GIVEN INFORMATION –
--------

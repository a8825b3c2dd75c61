//! Offline administration: inspection, quota edits, orphan collection and
//! master-key format conversion. Runs against the data directory with the
//! server stopped; diagnostics go to stderr and any failure exits
//! non-zero.

use clap::{Parser, Subcommand};
use krin::config::resolve_passphrase;
use krin::crypto::{Algorithm, MasterKey};
use krin::db::Db;
use krin::error::ServerResult;
use std::io::{Read, Write};
use std::path::PathBuf;
use std::sync::Arc;

#[derive(Parser)]
#[command(name = "krin-admin", version)]
struct Args {
    /// Directory holding the master key, metadata and blobs.
    #[arg(long, env = "KRIN_DATA_DIR")]
    data_dir: PathBuf,

    #[arg(long, env = "KRIN_PASSPHRASE", hide_env_values = true)]
    passphrase: Option<String>,

    #[arg(long, env = "KRIN_PASSPHRASE_FILE", conflicts_with = "passphrase")]
    passphrase_file: Option<PathBuf>,

    #[arg(
        long,
        env = "KRIN_PASSPHRASE_CMD",
        conflicts_with_all = ["passphrase", "passphrase_file"]
    )]
    passphrase_cmd: Option<String>,

    #[command(subcommand)]
    cmd: Cmd,
}

#[derive(Subcommand)]
enum Cmd {
    /// List all accounts.
    Users,
    /// Print one user record as JSON.
    ShowUser { id: u64 },
    /// Decrypt an arbitrary stored object to stdout.
    Cat { key: String },
    /// Set or clear (no value) a user's storage quota in bytes.
    EditQuota {
        id: u64,
        bytes: Option<i64>,
    },
    /// Change a user's email address.
    RenameUser { id: u64, email: String },
    /// List blobs no fileset references; `--delete` removes them.
    FindOrphans {
        #[arg(long)]
        delete: bool,
    },
    /// Advance a user's deletion-log floor, pruning older tombstones.
    PruneDeletes { id: u64, before: i64 },
    /// Decrypt a blob's server-side envelope into a file.
    DecryptBlob { name: String, out: PathBuf },
    /// Re-encrypt the whole tree under the other AEAD algorithm.
    ConvertMasterKey {
        #[arg(value_parser = ["aes", "chacha"])]
        algorithm: String,
    },
}

fn run(args: Args) -> ServerResult<()> {
    let passphrase = resolve_passphrase(
        args.passphrase.as_deref(),
        args.passphrase_file.as_deref(),
        args.passphrase_cmd.as_deref(),
    )?;

    if let Cmd::ConvertMasterKey { ref algorithm } = args.cmd {
        let algorithm = match algorithm.as_str() {
            "aes" => Algorithm::Aes256Gcm,
            _ => Algorithm::Chacha20Poly1305,
        };
        return krin::convert::convert_master_key(&args.data_dir, &passphrase, algorithm);
    }

    let master = MasterKey::open(&args.data_dir.join(krin::MASTER_KEY_FILE), &passphrase)?;
    let db = Db::open(&args.data_dir, Arc::new(master), None)?;

    match args.cmd {
        Cmd::ConvertMasterKey { .. } => unreachable!("handled above"),
        Cmd::Users => {
            for id in db.user_ids()? {
                if let Some(user) = db.user_by_id(id)? {
                    println!(
                        "{}\t{}\tadmin={}\tapproved={}\tdisabled={}\tquota={:?}\tused={}",
                        id,
                        user.email,
                        user.admin,
                        !user.need_approval,
                        user.login_disabled,
                        db.quota(id)?,
                        db.space_used(id)?,
                    );
                }
            }
        }
        Cmd::ShowUser { id } => {
            let user = db.user_by_id(id)?.ok_or(krin::error::ServerError::NotFound)?;
            println!("{}", serde_json::to_string_pretty(&user)?);
        }
        Cmd::Cat { key } => {
            let path = db.store().object_path(&key);
            let context = db.store().context_for_physical(&path)?;
            let file = std::fs::File::open(&path)?;
            let mut reader = krin::crypto::StreamReader::new(db.master(), context, file)?;
            let mut buf = Vec::new();
            reader.read_to_end(&mut buf)?;
            std::io::stdout().write_all(&buf)?;
        }
        Cmd::EditQuota { id, bytes } => {
            db.edit_quota(id, bytes)?;
            eprintln!("quota for {} set to {:?}", id, bytes);
        }
        Cmd::RenameUser { id, email } => {
            db.rename_user(id, &email)?;
            eprintln!("user {} renamed to {}", id, email);
        }
        Cmd::FindOrphans { delete } => {
            let orphans = db.find_orphan_blobs()?;
            for path in &orphans {
                println!("{}", path.display());
                if delete {
                    std::fs::remove_file(path)?;
                }
            }
            eprintln!(
                "{} orphan blob(s){}",
                orphans.len(),
                if delete { " removed" } else { "" }
            );
        }
        Cmd::PruneDeletes { id, before } => {
            db.prune_deletes(id, before)?;
            eprintln!("deletion log floor for {} advanced to {}", id, before);
        }
        Cmd::DecryptBlob { name, out } => {
            let mut reader = db.store().blob_reader(&name)?;
            let mut buf = Vec::new();
            reader.read_to_end(&mut buf)?;
            std::fs::write(&out, &buf)?;
            eprintln!("{} bytes written to {}", buf.len(), out.display());
        }
    }
    Ok(())
}

fn main() {
    let args = Args::parse();
    if let Err(e) = run(args) {
        eprintln!("error: {}", e);
        std::process::exit(1);
    }
}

--------

WORK INSTRUCTION – Everything in the listing should be written out exactly.

ANSWER BELOW –
repository a8825b3c2dd75c61
//! Offline administration: inspection, quota edits, orphan collection and
//! master-key format conversion. Runs against the data directory with the
//! server stopped; diagnostics go to stderr and any failure exits
//! non-zero.

use clap::{Parser, Subcommand};
use krin::config::resolve_passphrase;
use krin::crypto::{Algorithm, MasterKey};
use krin::db::Db;
use krin::error::ServerResult;
use std::io::{Read, Write};
use std::path::PathBuf;
use std::sync::Arc;

#[derive(Parser)]
#[command(name = "krin-admin", version)]
struct Args {
    /// Directory holding the master key, metadata and blobs.
    #[arg(long, env = "KRIN_DATA_DIR")]
    data_dir: PathBuf,

    #[arg(long, env = "KRIN_PASSPHRASE", hide_env_values = true)]
    passphrase: Option<String>,

    #[arg(long, env = "KRIN_PASSPHRASE_FILE", conflicts_with = "passphrase")]
    passphrase_file: Option<PathBuf>,

    #[arg(
        long,
        env = "KRIN_PASSPHRASE_CMD",
        conflicts_with_all = ["passphrase", "passphrase_file"]
    )]
    passphrase_cmd: Option<String>,

    #[command(subcommand)]
    cmd: Cmd,
}

#[derive(Subcommand)]
enum Cmd {
    /// List all accounts.
    Users,
    /// Print one user record as JSON.
    ShowUser { id: u64 },
    /// Decrypt an arbitrary stored object to stdout.
    Cat { key: String },
    /// Set or clear (no value) a user's storage quota in bytes.
    EditQuota {
        id: u64,
        bytes: Option<i64>,
    },
    /// Change a user's email address.
    RenameUser { id: u64, email: String },
    /// List blobs no fileset references; `--delete` removes them.
    FindOrphans {
        #[arg(long)]
        delete: bool,
    },
    /// Advance a user's deletion-log floor, pruning older tombstones.
    PruneDeletes { id: u64, before: i64 },
    /// Decrypt a blob's server-side envelope into a file.
    DecryptBlob { name: String, out: PathBuf },
    /// Re-encrypt the whole tree under the other AEAD algorithm.
    ConvertMasterKey {
        #[arg(value_parser = ["aes", "chacha"])]
        algorithm: String,
    },
}

fn run(args: Args) -> ServerResult<()> {
    let passphrase = resolve_passphrase(
        args.passphrase.as_deref(),
        args.passphrase_file.as_deref(),
        args.passphrase_cmd.as_deref(),
    )?;

    if let Cmd::ConvertMasterKey { ref algorithm } = args.cmd {
        let algorithm = match algorithm.as_str() {
            "aes" => Algorithm::Aes256Gcm,
            _ => Algorithm::Chacha20Poly1305,
        };
        return krin::convert::convert_master_key(&args.data_dir, &passphrase, algorithm);
    }

    let master = MasterKey::open(&args.data_dir.join(krin::MASTER_KEY_FILE), &passphrase)?;
    let db = Db::open(&args.data_dir, Arc::new(master), None)?;

    match args.cmd {
        Cmd::ConvertMasterKey { .. } => unreachable!("handled above"),
        Cmd::Users => {
            for id in db.user_ids()? {
                if let Some(user) = db.user_by_id(id)? {
                    println!(
                        "{}\t{}\tadmin={}\tapproved={}\tdisabled={}\tquota={:?}\tused={}",
                        id,
                        user.email,
                        user.admin,
                        !user.need_approval,
                        user.login_disabled,
                        db.quota(id)?,
                        db.space_used(id)?,
                    );
                }
            }
        }
        Cmd::ShowUser { id } => {
            let user = db.user_by_id(id)?.ok_or(krin::error::ServerError::NotFound)?;
            println!("{}", serde_json::to_string_pretty(&user)?);
        }
        Cmd::Cat { key } => {
            let path = db.store().object_path(&key);
            let context = db.store().context_for_physical(&path)?;
            let file = std::fs::File::open(&path)?;
            let mut reader = krin::crypto::StreamReader::new(db.master(), context, file)?;
            let mut buf = Vec::new();
            reader.read_to_end(&mut buf)?;
            std::io::stdout().write_all(&buf)?;
        }
        Cmd::EditQuota { id, bytes } => {
            db.edit_quota(id, bytes)?;
            eprintln!("quota for {} set to {:?}", id, bytes);
        }
        Cmd::RenameUser { id, email } => {
            db.rename_user(id, &email)?;
            eprintln!("user {} renamed to {}", id, email);
        }
        Cmd::FindOrphans { delete } => {
            let orphans = db.find_orphan_blobs()?;
            for path in &orphans {
                println!("{}", path.display());
                if delete {
                    std::fs::remove_file(path)?;
                }
            }
            eprintln!(
                "{} orphan blob(s){}",
                orphans.len(),
                if delete { " removed" } else { "" }
            );
        }
        Cmd::PruneDeletes { id, before } => {
            db.prune_deletes(id, before)?;
            eprintln!("deletion log floor for {} advanced to {}", id, before);
        }
        Cmd::DecryptBlob { name, out } => {
            let mut reader = db.store().blob_reader(&name)?;
            let mut buf = Vec::new();
            reader.read_to_end(&mut buf)?;
            std::fs::write(&out, &buf)?;
            eprintln!("{} bytes written to {}", buf.len(), out.display());
        }
    }
    Ok(())
}

fn main() {
    let args = Args::parse();
    if let Err(e) = run(args) {
        eprintln!("error: {}", e);
        std::process::exit(1);
    }
}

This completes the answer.